Friday, April 28, 2006

Defining Moments


Sweet, Sweet St. Mary
By SheerAlmshouse

I can still close my eyes and smell the earth, freshly roused by the daily rainfall. I see the smiles of adults and children as we pass them on the narrow trail-like road. They stand to the side as they hear the loud engine of the 70s Volkswagen bug approach.

I can still smell the sweet high country landscape covered with sugarcane, cocoa and banana trees. All these rich images will help to form the woman I will become, the woman I am –when I open my eyes.

I cannot help but visiting this profoundly visual and inspirational place when I think of what St. Mary represents to me. The memories go back over two decades. It seems longer in theory but still, somehow, it feels like yesterday.

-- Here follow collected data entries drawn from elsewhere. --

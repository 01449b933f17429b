//! Pipeline runner — sequences the scoring passes over one document.
//!
//! [`Summarizer`] holds only immutable, shareable state: the configuration,
//! the compiled format patterns, the background resources, and the meaning
//! scorer. All per-document state (score records, lemma table, the global
//! sentence counter) lives in a per-call context built fresh inside
//! [`Summarizer::summarize`], so one engine can serve sequential — or,
//! behind a shared reference, concurrent — requests without score
//! corruption.
//!
//! Pass order:
//! 1. Traversal: position + format scoring and lemma counting, one walk.
//! 2. Lemma weight transform (needs the whole document's counts).
//! 3. Frequency scoring (needs the finished weights).
//! 4. Meaning scoring (best effort; failures keep neutral scores).
//! 5. Normalization, combination, selection.

use tracing::{debug, info_span, warn};

use crate::config::SummarizerConfig;
use crate::error::SummarizeError;
use crate::nlp::{ReferenceFrequencies, StopwordSet};
use crate::scoring::{
    FormatScorer, FrequencyScorer, LemmaFrequencyTable, MeaningScorer, NeutralMeaning,
    PositionScorer, ScoreCombiner, ScoreNormalizer, ScoreRecord, ScoredSentence,
};
use crate::summarizer::SummarySelector;
use crate::types::{Block, ContainerKind, Document, Paragraph, Summary};

/// A fully scored document: every sentence with its finalized record, plus
/// the counts the selector needs.
#[derive(Debug, Clone, PartialEq)]
pub struct ScoredDocument {
    /// Sentences in document order.
    pub sentences: Vec<ScoredSentence>,
    pub article_word_count: usize,
    pub title_word_count: usize,
}

/// The summarization engine.
#[derive(Debug)]
pub struct Summarizer<M = NeutralMeaning> {
    config: SummarizerConfig,
    format_scorer: FormatScorer,
    stopwords: StopwordSet,
    reference: ReferenceFrequencies,
    meaning: M,
}

impl Summarizer<NeutralMeaning> {
    /// Build an engine with the given configuration, no background
    /// resources, and neutral meaning scoring.
    pub fn new(config: SummarizerConfig) -> Result<Self, SummarizeError> {
        let format_scorer = FormatScorer::new(&config)?;
        Ok(Self {
            config,
            format_scorer,
            stopwords: StopwordSet::empty(),
            reference: ReferenceFrequencies::empty(),
            meaning: NeutralMeaning,
        })
    }
}

impl<M: MeaningScorer> Summarizer<M> {
    pub fn with_stopwords(mut self, stopwords: StopwordSet) -> Self {
        self.stopwords = stopwords;
        self
    }

    pub fn with_reference(mut self, reference: ReferenceFrequencies) -> Self {
        self.reference = reference;
        self
    }

    /// Swap in a meaning scorer (e.g. the LLM-backed one).
    pub fn with_meaning_scorer<N: MeaningScorer>(self, meaning: N) -> Summarizer<N> {
        Summarizer {
            config: self.config,
            format_scorer: self.format_scorer,
            stopwords: self.stopwords,
            reference: self.reference,
            meaning,
        }
    }

    pub fn config(&self) -> &SummarizerConfig {
        &self.config
    }

    /// Run the full pipeline and return the selected summary.
    pub fn summarize(&self, document: &Document) -> Result<Summary, SummarizeError> {
        let scored = self.score_document(document)?;

        let selector = SummarySelector::new(self.config.compression_rate);
        let selected = selector.select(
            &scored.sentences,
            scored.article_word_count,
            scored.title_word_count,
        );
        debug!(
            selected = selected.len(),
            total = scored.sentences.len(),
            "summary selected"
        );

        Ok(Summary {
            title: document.title.text.clone(),
            sentences: selected.iter().map(|s| s.text.clone()).collect(),
        })
    }

    /// Run the scoring passes without selection, returning every
    /// sentence's finalized record.
    pub fn score_document(&self, document: &Document) -> Result<ScoredDocument, SummarizeError> {
        validate(document)?;

        let span = info_span!("summarize", title = %document.title.text);
        let _guard = span.enter();

        // Pass 1: position + format scoring and lemma counting.
        let mut position_scorer = PositionScorer::new(&self.config);
        let mut lemma_table = LemmaFrequencyTable::new();
        let mut sentences: Vec<ScoredSentence> = Vec::new();

        for block in &document.blocks {
            match block {
                Block::Paragraph(paragraph) => self.traverse_paragraph(
                    paragraph,
                    ContainerKind::Article,
                    &mut position_scorer,
                    &mut lemma_table,
                    &mut sentences,
                ),
                Block::Subchapter(paragraphs) => {
                    for paragraph in paragraphs {
                        self.traverse_paragraph(
                            paragraph,
                            ContainerKind::Subchapter,
                            &mut position_scorer,
                            &mut lemma_table,
                            &mut sentences,
                        );
                    }
                }
            }
        }
        debug!(
            sentences = sentences.len(),
            words = lemma_table.article_word_count(),
            "document traversed"
        );

        // Pass 2: lemma counts become weights.
        let weights = lemma_table.into_weights(&self.stopwords, &self.reference);

        // Pass 3: frequency channel.
        let frequency_scorer = FrequencyScorer::new(&weights);
        for sentence in sentences.iter_mut() {
            let ScoredSentence { lemmas, record, .. } = sentence;
            frequency_scorer.score(record, lemmas);
        }

        // Meaning enrichment, best effort.
        let texts: Vec<&str> = sentences.iter().map(|s| s.text.as_str()).collect();
        match self.meaning.score(&document.title.text, &texts) {
            Ok(values) => {
                for (sentence, value) in sentences.iter_mut().zip(values) {
                    sentence.record.meaning_score = value;
                }
            }
            Err(error) => {
                warn!(%error, "meaning scoring failed, keeping neutral scores");
            }
        }

        // Normalize and combine.
        ScoreNormalizer.normalize(&mut sentences);
        let combiner = ScoreCombiner::from_config(&self.config);
        for sentence in sentences.iter_mut() {
            combiner.combine(&mut sentence.record);
        }

        Ok(ScoredDocument {
            sentences,
            article_word_count: weights.article_word_count(),
            title_word_count: document.title.word_count(),
        })
    }

    fn traverse_paragraph(
        &self,
        paragraph: &Paragraph,
        kind: ContainerKind,
        position_scorer: &mut PositionScorer<'_>,
        lemma_table: &mut LemmaFrequencyTable,
        sentences: &mut Vec<ScoredSentence>,
    ) {
        for (index, sentence) in paragraph.sentences.iter().enumerate() {
            let mut record = ScoreRecord::default();
            position_scorer.score(&mut record, index + 1, kind);
            self.format_scorer.score(&mut record, sentence);

            let lemmas: Vec<String> = sentence.lemmas.iter().map(|l| l.to_lowercase()).collect();
            lemma_table.observe(&lemmas);

            sentences.push(ScoredSentence {
                text: sentence.text.clone(),
                lemmas,
                record,
            });
        }
    }
}

fn validate(document: &Document) -> Result<(), SummarizeError> {
    if document.title.text.trim().is_empty() {
        return Err(SummarizeError::MissingTitle);
    }
    if document.blocks.is_empty() {
        return Err(SummarizeError::EmptyDocument);
    }
    Ok(())
}

#[cfg(test)]
mod tests {
    use super::*;
    use crate::scoring::semantic::MeaningError;
    use crate::types::{Sentence, Title};

    fn two_paragraph_document() -> Document {
        Document {
            title: Title::new("Koerte elu linnas", &["koer", "elu", "linn"]),
            blocks: vec![
                Block::Paragraph(Paragraph::new(vec![
                    Sentence::new(
                        "Koerad vajavad linnas rohkem liikumisruumi.",
                        &["koer", "vajama", "linn", "rohkem", "liikumisruum"],
                    ),
                    Sentence::new(
                        "Parkides on selleks head võimalused.",
                        &["park", "olema", "see", "hea", "võimalus"],
                    ),
                ])),
                Block::Subchapter(vec![Paragraph::new(vec![
                    Sentence::new(
                        "Omanikud peavad koeri rihma otsas hoidma.",
                        &["omanik", "pidama", "koer", "rihm", "ots", "hoidma"],
                    ),
                    Sentence::new(
                        "Koerte väljak on siiski vabam koht.",
                        &["koer", "väljak", "olema", "siiski", "vaba", "koht"],
                    ),
                ])]),
            ],
        }
    }

    #[test]
    fn test_missing_title_fails_fast() {
        let mut doc = two_paragraph_document();
        doc.title.text = "  ".to_string();
        let err = Summarizer::new(SummarizerConfig::default())
            .unwrap()
            .summarize(&doc)
            .unwrap_err();
        assert!(matches!(err, SummarizeError::MissingTitle));
    }

    #[test]
    fn test_empty_body_fails_fast() {
        let mut doc = two_paragraph_document();
        doc.blocks.clear();
        let err = Summarizer::new(SummarizerConfig::default())
            .unwrap()
            .summarize(&doc)
            .unwrap_err();
        assert!(matches!(err, SummarizeError::EmptyDocument));
    }

    #[test]
    fn test_score_document_counts() {
        let summarizer = Summarizer::new(SummarizerConfig::default()).unwrap();
        let scored = summarizer.score_document(&two_paragraph_document()).unwrap();

        assert_eq!(scored.sentences.len(), 4);
        assert_eq!(scored.article_word_count, 22);
        assert_eq!(scored.title_word_count, 3);
    }

    #[test]
    fn test_global_counter_spans_blocks() {
        let summarizer = Summarizer::new(SummarizerConfig::default()).unwrap();
        let scored = summarizer.score_document(&two_paragraph_document()).unwrap();

        // Raw position scores before normalization are not observable
        // here, but the ordering they induce is: the first sentence got
        // the global bonus 20 + article bonus 5 and must dominate the
        // position channel.
        let first = scored.sentences[0].record.position_score;
        for other in &scored.sentences[1..] {
            assert!(first > other.record.position_score);
        }
    }

    #[test]
    fn test_lemmas_are_lowercased_once() {
        let doc = Document {
            title: Title::new("Tallinn", &["Tallinn"]),
            blocks: vec![Block::Paragraph(Paragraph::new(vec![Sentence::new(
                "Tallinn on pealinn.",
                &["Tallinn", "olema", "pealinn"],
            )]))],
        };
        let summarizer = Summarizer::new(SummarizerConfig::default()).unwrap();
        let scored = summarizer.score_document(&doc).unwrap();
        assert_eq!(scored.sentences[0].lemmas[0], "tallinn");
    }

    /// Meaning scorer that always fails, for fallback testing.
    struct FailingMeaning;

    impl MeaningScorer for FailingMeaning {
        fn score(&self, _title: &str, sentences: &[&str]) -> Result<Vec<f64>, MeaningError> {
            Err(MeaningError::CountMismatch {
                expected: sentences.len(),
                actual: 0,
            })
        }
    }

    /// Meaning scorer that zeroes every sentence.
    struct ZeroMeaning;

    impl MeaningScorer for ZeroMeaning {
        fn score(&self, _title: &str, sentences: &[&str]) -> Result<Vec<f64>, MeaningError> {
            Ok(vec![0.0; sentences.len()])
        }
    }

    #[test]
    fn test_meaning_failure_keeps_neutral_scores() {
        let doc = two_paragraph_document();
        let neutral = Summarizer::new(SummarizerConfig::default())
            .unwrap()
            .score_document(&doc)
            .unwrap();
        let fallback = Summarizer::new(SummarizerConfig::default())
            .unwrap()
            .with_meaning_scorer(FailingMeaning)
            .score_document(&doc)
            .unwrap();

        assert_eq!(neutral, fallback);
        for sentence in &fallback.sentences {
            assert_eq!(sentence.record.meaning_score, 1.0);
        }
    }

    #[test]
    fn test_meaning_scores_multiply_totals() {
        let doc = two_paragraph_document();
        let scored = Summarizer::new(SummarizerConfig::default())
            .unwrap()
            .with_meaning_scorer(ZeroMeaning)
            .score_document(&doc)
            .unwrap();

        for sentence in &scored.sentences {
            assert_eq!(sentence.record.total_score, 0.0);
        }
    }

    #[test]
    fn test_duplicate_sentences_score_independently() {
        let doc = Document {
            title: Title::new("Kordused", &["kordus"]),
            blocks: vec![Block::Paragraph(Paragraph::new(vec![
                Sentence::new("Sama lause.", &["sama", "lause"]),
                Sentence::new("Sama lause.", &["sama", "lause"]),
            ]))],
        };
        let scored = Summarizer::new(SummarizerConfig::default())
            .unwrap()
            .score_document(&doc)
            .unwrap();

        // Two records, not one: identical text no longer collapses.
        assert_eq!(scored.sentences.len(), 2);
        // And they differ where position says they should.
        assert_ne!(
            scored.sentences[0].record.position_score,
            scored.sentences[1].record.position_score
        );
    }
}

My daddy grew up in the parish of his birth, and the birth of several generations of Morrison’s and Thompsons, to whom we are undoubtedly related. After all, in the Jamaican countryside, anyone who shares your name is seen as your cousin. We even describe them as second, and third cousins, indicating the strong families ties even where the blood bond weakens.

Theirs was a very small district that we called “Montry Gayle,” -which I have yet to locate on a map- in which my grandmother grew up. It wasn’t until recently that my grandmother set me straight that the village was in fact “Mount Regale,” located about three miles from Richmond. This was the place to which I would later travel with my father on weekends. As the only child for almost a decade, I was happy to make the journey with him.

My daddy always had a love for the land and everything living on it. He respected agriculture, and years of “upwardly mobile” university studies could not detach those heartstrings. He started raring goats, then went to pigs as he tried to find which hat suited him best as educated farmer.

It was on those regular weekend trips that my father and I would bond. He played the multiple roles of parent, playmate, comforter and educator as we took the country road to and from Kingston. It was then that I developed a keen interest in geography and social studies, and later in landscapes and of course, long winding trips into the countryside.

I remember playing with the children of the adopted daughter of my great grandmother, Mammy, climbing trees and taking turns running to the spring, turning many corners for about two miles uphill, and then sliding down the always wet, clay-like, rich St. Mary soil to the place where cool, sweet water poured from rocks.

My mother would lament the state of my clothes to my father upon our return from these trips. I played coy but I just could not resist the urge to slide down the slopes near the spring. I was a city girl on the loose in the country. Those Adventures of Sheer Almshouse came to an end the day I slipped and actually rolled all the way down. That was the last I saw of my favourite Popeye sweater and pink gingham skirt because I stuffed them under the guest bed at Mammy’s. Surely, I could not play the fool with my mother any longer.

It’s been years since I have visited St. Mary. The last time was a gathering of generations of Thompsons at the roots from which they sprung. It might have been the last. It seems that every generation rebels against the land and fights its hardest to be as far from it as possible.

We have a saying that “ wantie wantie cyaa gettie and gettie gettie no wantie.” Translated, it means “those who want it cant get it and those who get it don’t want it.” “It” here refers to any object desired. This seems ironic on so many different levels as I sit on an antique kitchen chair on a large step that doubles as a verandah for my studio apartment in the heart of noisy, nosey and peaceless Kingston.

I have essentially become a city girl with a country heart. I know the names of my neighbours, and I always make it a duty to smile and say hello. But even “hellos” now seem stifled in the concrete jungle. However, every time I come across bananas or sugarcane originating from St. Mary in the market, I have to ask the vendor’s surname- who knows? We may very well be related.